El M. de R. E. tiene como funciones: ...ejercer la representación del Estado ante otros Estados, en los organismos internacionales y en los sistemas de integración". El canciller de la Nación se halla facultado para representar al país en los organismos internacionales, por ende, ante las entidades binacionales, como lo interpreta claramente el mismo Tratado y la Nota Reversal 6, menos algunos paraguayos. Y no se trata de interés antiparaguayo, sino simplemente de una mentalidad que durante cincuenta años renunció a defender la igualdad entre los Estados, generó una política exterior genuflexa y entreguista y que causó tanto daño que tardará décadas en ser reparado.
Los brasileños comprueban que emerge una política exterior paraguaya que defiende firmemente la soberanía nacional y la igualdad entre las partes, pero que tiende puentes para el diálogo con Brasil, hoy gobernado por un Presidente progresista que tuvo el coraje de firmar la Nota Reversal de abril del 2009, inaugurándose una etapa de fraternidad que para el Paraguay significa pretender superar la lógica entreguista heredada de los dictadores paraguayos.
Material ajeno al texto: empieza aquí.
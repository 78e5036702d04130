use chrono::{TimeZone, Utc};
use rust_decimal_macros::dec;
use serde_json::{json, Value};
use signal_tracker::config::AppConfig;
use signal_tracker::projector::TradeStatus;
use signal_tracker::state::AppState;
use signal_tracker::store::EventStore;
use signal_tracker::types::{CompletedReason, EventType, Variant, VariantPhase};

const TRADE: &str = "20250612_093000000_BULLISH";

fn ts(minute: u32) -> String {
    Utc.with_ymd_and_hms(2025, 6, 12, 13, 30 + minute, 0)
        .unwrap()
        .to_rfc3339()
}

fn mfe(minute: u32, fields: Value) -> Value {
    let mut payload = json!({
        "event_type": "MFE_UPDATE",
        "trade_id": TRADE,
        "timestamp": ts(minute),
    });
    if let (Some(obj), Some(extra)) = (payload.as_object_mut(), fields.as_object()) {
        obj.extend(extra.clone());
    }
    payload
}

fn lifecycle() -> Vec<Value> {
    vec![
        json!({"event_type": "ENTRY", "trade_id": TRADE, "entry_price": 100, "stop_loss_price": 90}),
        mfe(1, json!({"be_mfe_r": 0.5, "no_be_mfe_r": 0.5, "mae_r": 0.1})),
        json!({"event_type": "BE_TRIGGERED", "trade_id": TRADE, "timestamp": ts(2)}),
        mfe(3, json!({"be_mfe_r": 1.2, "no_be_mfe_r": 2.0, "mae_r": 0.1})),
        json!({"event_type": "EXIT_BREAK_EVEN", "trade_id": TRADE, "timestamp": ts(4), "current_price": 100}),
        mfe(5, json!({"no_be_mfe_r": 2.8})),
        json!({"event_type": "EXIT_STOP_LOSS", "trade_id": TRADE, "timestamp": ts(6),
               "variant": "NO_BE", "current_price": 90}),
    ]
}

async fn deliver(state: &AppState, payload: &Value) {
    state
        .ingest
        .ingest(payload, Utc::now())
        .await
        .expect("ingest should succeed");
}

async fn is_active(state: &AppState) -> bool {
    state
        .read_model
        .active_trades()
        .await
        .unwrap()
        .iter()
        .any(|t| t.trade_id == TRADE)
}

async fn is_completed(state: &AppState) -> bool {
    state
        .read_model
        .completed_trades(100)
        .await
        .unwrap()
        .iter()
        .any(|t| t.trade_id == TRADE)
}

#[tokio::test]
async fn breakeven_then_stop_loss_lifecycle() {
    let state = AppState::in_memory(AppConfig::default());
    let events = lifecycle();

    for payload in &events[..5] {
        deliver(&state, payload).await;
    }
    assert!(is_active(&state).await);
    assert!(!is_completed(&state).await);

    deliver(&state, &events[5]).await;
    assert!(is_active(&state).await);

    deliver(&state, &events[6]).await;
    assert!(!is_active(&state).await);
    assert!(is_completed(&state).await);

    let detail = state.read_model.trade_detail(TRADE).await.unwrap().unwrap();
    assert_eq!(detail.status, TradeStatus::Completed);
    assert_eq!(detail.events.len(), 7);
    assert_eq!(detail.be1.max_favorable_r, dec!(1.2));
    assert_eq!(detail.be1.completed_reason, Some(CompletedReason::BreakEvenStop));
    assert_eq!(detail.no_be.max_favorable_r, dec!(2.8));
    assert_eq!(detail.no_be.completed_reason, Some(CompletedReason::StopLoss));
    assert_eq!(detail.summary.signal_time, "2025-06-12 09:30:00");
    assert_eq!(detail.summary.risk_distance, Some(dec!(10)));
}

#[tokio::test]
async fn redelivered_events_do_not_change_state() {
    let once = AppState::in_memory(AppConfig::default());
    let twice = AppState::in_memory(AppConfig::default());

    for payload in lifecycle() {
        deliver(&once, &payload).await;
        deliver(&twice, &payload).await;
        deliver(&twice, &payload).await;
    }

    let a = once.read_model.trade_detail(TRADE).await.unwrap().unwrap();
    let b = twice.read_model.trade_detail(TRADE).await.unwrap().unwrap();
    assert_eq!(a.be1, b.be1);
    assert_eq!(a.no_be, b.no_be);
    assert_eq!(a.events.len(), b.events.len());
}

#[tokio::test]
async fn duplicate_entry_is_stored_once() {
    let state = AppState::in_memory(AppConfig::default());
    let entry = &lifecycle()[0];
    let first = state.ingest.ingest(entry, Utc::now()).await.unwrap();
    let second = state.ingest.ingest(entry, Utc::now()).await.unwrap();
    assert_eq!(first.inserted, 1);
    assert_eq!(second.inserted, 0);

    let events = state.store.events_for(TRADE).await.unwrap();
    let entries = events
        .iter()
        .filter(|e| e.event_type == EventType::Entry)
        .count();
    assert_eq!(entries, 1);
}

#[tokio::test]
async fn out_of_order_delivery_matches_ordered() {
    let ordered = AppState::in_memory(AppConfig::default());
    let shuffled = AppState::in_memory(AppConfig::default());

    let events = lifecycle();
    for payload in &events {
        deliver(&ordered, payload).await;
    }
    for i in [0, 3, 6, 1, 5, 2, 4] {
        deliver(&shuffled, &events[i]).await;
    }

    let a = ordered.read_model.trade_detail(TRADE).await.unwrap().unwrap();
    let b = shuffled.read_model.trade_detail(TRADE).await.unwrap().unwrap();
    assert_eq!(a.be1, b.be1);
    assert_eq!(a.no_be, b.no_be);
}

#[tokio::test]
async fn orphaned_updates_are_excluded_from_read_sets() {
    let state = AppState::in_memory(AppConfig::default());
    deliver(&state, &mfe(1, json!({"be_mfe_r": 0.3}))).await;
    deliver(&state, &mfe(2, json!({"be_mfe_r": 0.6}))).await;

    assert!(!is_active(&state).await);
    assert!(!is_completed(&state).await);

    let orphans = state.read_model.orphaned_trades().await.unwrap();
    assert_eq!(orphans.len(), 1);
    assert_eq!(orphans[0].event_count, 2);

    let detail = state.read_model.trade_detail(TRADE).await.unwrap().unwrap();
    assert_eq!(detail.status, TradeStatus::AwaitingEntry);
    assert_eq!(detail.be1.phase, VariantPhase::AwaitingEntry);

    // backfilled ENTRY brings the trade into the active set
    deliver(&state, &lifecycle()[0]).await;
    assert!(is_active(&state).await);
    assert!(state.read_model.orphaned_trades().await.unwrap().is_empty());
}

#[tokio::test]
async fn cancelled_trade_is_left_off_the_leaderboard() {
    let state = AppState::in_memory(AppConfig::default());
    deliver(&state, &lifecycle()[0]).await;
    deliver(
        &state,
        &json!({"event_type": "CANCELLED", "trade_id": TRADE, "timestamp": ts(1)}),
    )
    .await;

    let other = "20250612_100000000_BEARISH";
    deliver(
        &state,
        &json!({"event_type": "ENTRY", "trade_id": other, "entry_price": 100, "stop_loss_price": 105}),
    )
    .await;
    deliver(
        &state,
        &json!({"event_type": "EXIT_STOP_LOSS", "trade_id": other,
                "timestamp": "2025-06-12T15:00:00Z", "be_mfe_r": 0.7, "no_be_mfe_r": 0.7}),
    )
    .await;

    let completed = state.read_model.completed_trades(10).await.unwrap();
    assert_eq!(completed.len(), 2);
    let cancelled = completed.iter().find(|t| t.trade_id == TRADE).unwrap();
    assert!(cancelled.cancelled);
    assert_eq!(cancelled.be1.completed_reason, Some(CompletedReason::Cancelled));

    let board = state.read_model.leaderboard(Variant::Be1, 10).await.unwrap();
    assert_eq!(board.len(), 1);
    assert_eq!(board[0].summary.trade_id, other);
    assert_eq!(board[0].summary.be1.max_favorable_r, dec!(0.7));
}

#[tokio::test]
async fn batch_updates_fan_out_to_each_trade() {
    let state = AppState::in_memory(AppConfig::default());
    let second = "20250612_094500000_BEARISH";
    deliver(&state, &lifecycle()[0]).await;
    deliver(
        &state,
        &json!({"event_type": "ENTRY", "trade_id": second, "entry_price": 50, "stop_loss_price": 52}),
    )
    .await;

    let batch = json!({
        "event_type": "MFE_UPDATE_BATCH",
        "timestamp": "2025-06-12T14:30:00Z",
        "signals": [
            {"trade_id": TRADE, "be_mfe": 0.8, "no_be_mfe": 0.8, "mae": -0.2},
            {"trade_id": second, "be_mfe": 1.5, "no_be_mfe": 1.5, "mae": 0.4},
        ]
    });
    let report = state.ingest.ingest(&batch, Utc::now()).await.unwrap();
    assert_eq!(report.accepted, 2);
    assert_eq!(report.orphaned, 0);

    let a = state.read_model.trade_detail(TRADE).await.unwrap().unwrap();
    let b = state.read_model.trade_detail(second).await.unwrap().unwrap();
    assert_eq!(a.be1.max_favorable_r, dec!(0.8));
    assert_eq!(a.be1.max_adverse_r, dec!(0.2));
    assert_eq!(b.no_be.max_favorable_r, dec!(1.5));
}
¡Increíble, hoy, en pleno 2010, hay gente que pretende renunciar a la aplicación de un logro que tiene treinta y siete años de vida! Algunos lo hacen de buena fe, con un criterio de legalidad estrictísimo que puede paralizar toda capacidad negociadora del Paraguay. Pero otros no; otros tienen nombre y apellido, son los cachorros de la dictadura que cuando tuvieron el poder en sus manos, hace apenas unos años, no fueron capaces de escribir una sola línea en defensa de la soberanía nacional (al menos no consta en los archivos oficiales), ni fueron capaces de plantear formal y legalmente la renegociación del Tratado, salvo la concesión de migajas.
El Paraguay da un paso cualitativo e histórico al instalar al canciller en el mismo corazón de Itaipú; si por resistencia interna de sectores conservadores que apañaron el statu quo del Tratado durante cuarenta años, hoy no es posible, no importa; más temprano que tarde, se logrará ese objetivo: sentar de igual a igual a los cancilleres de Paraguay y de Brasil ante el Consejo de Itaipú.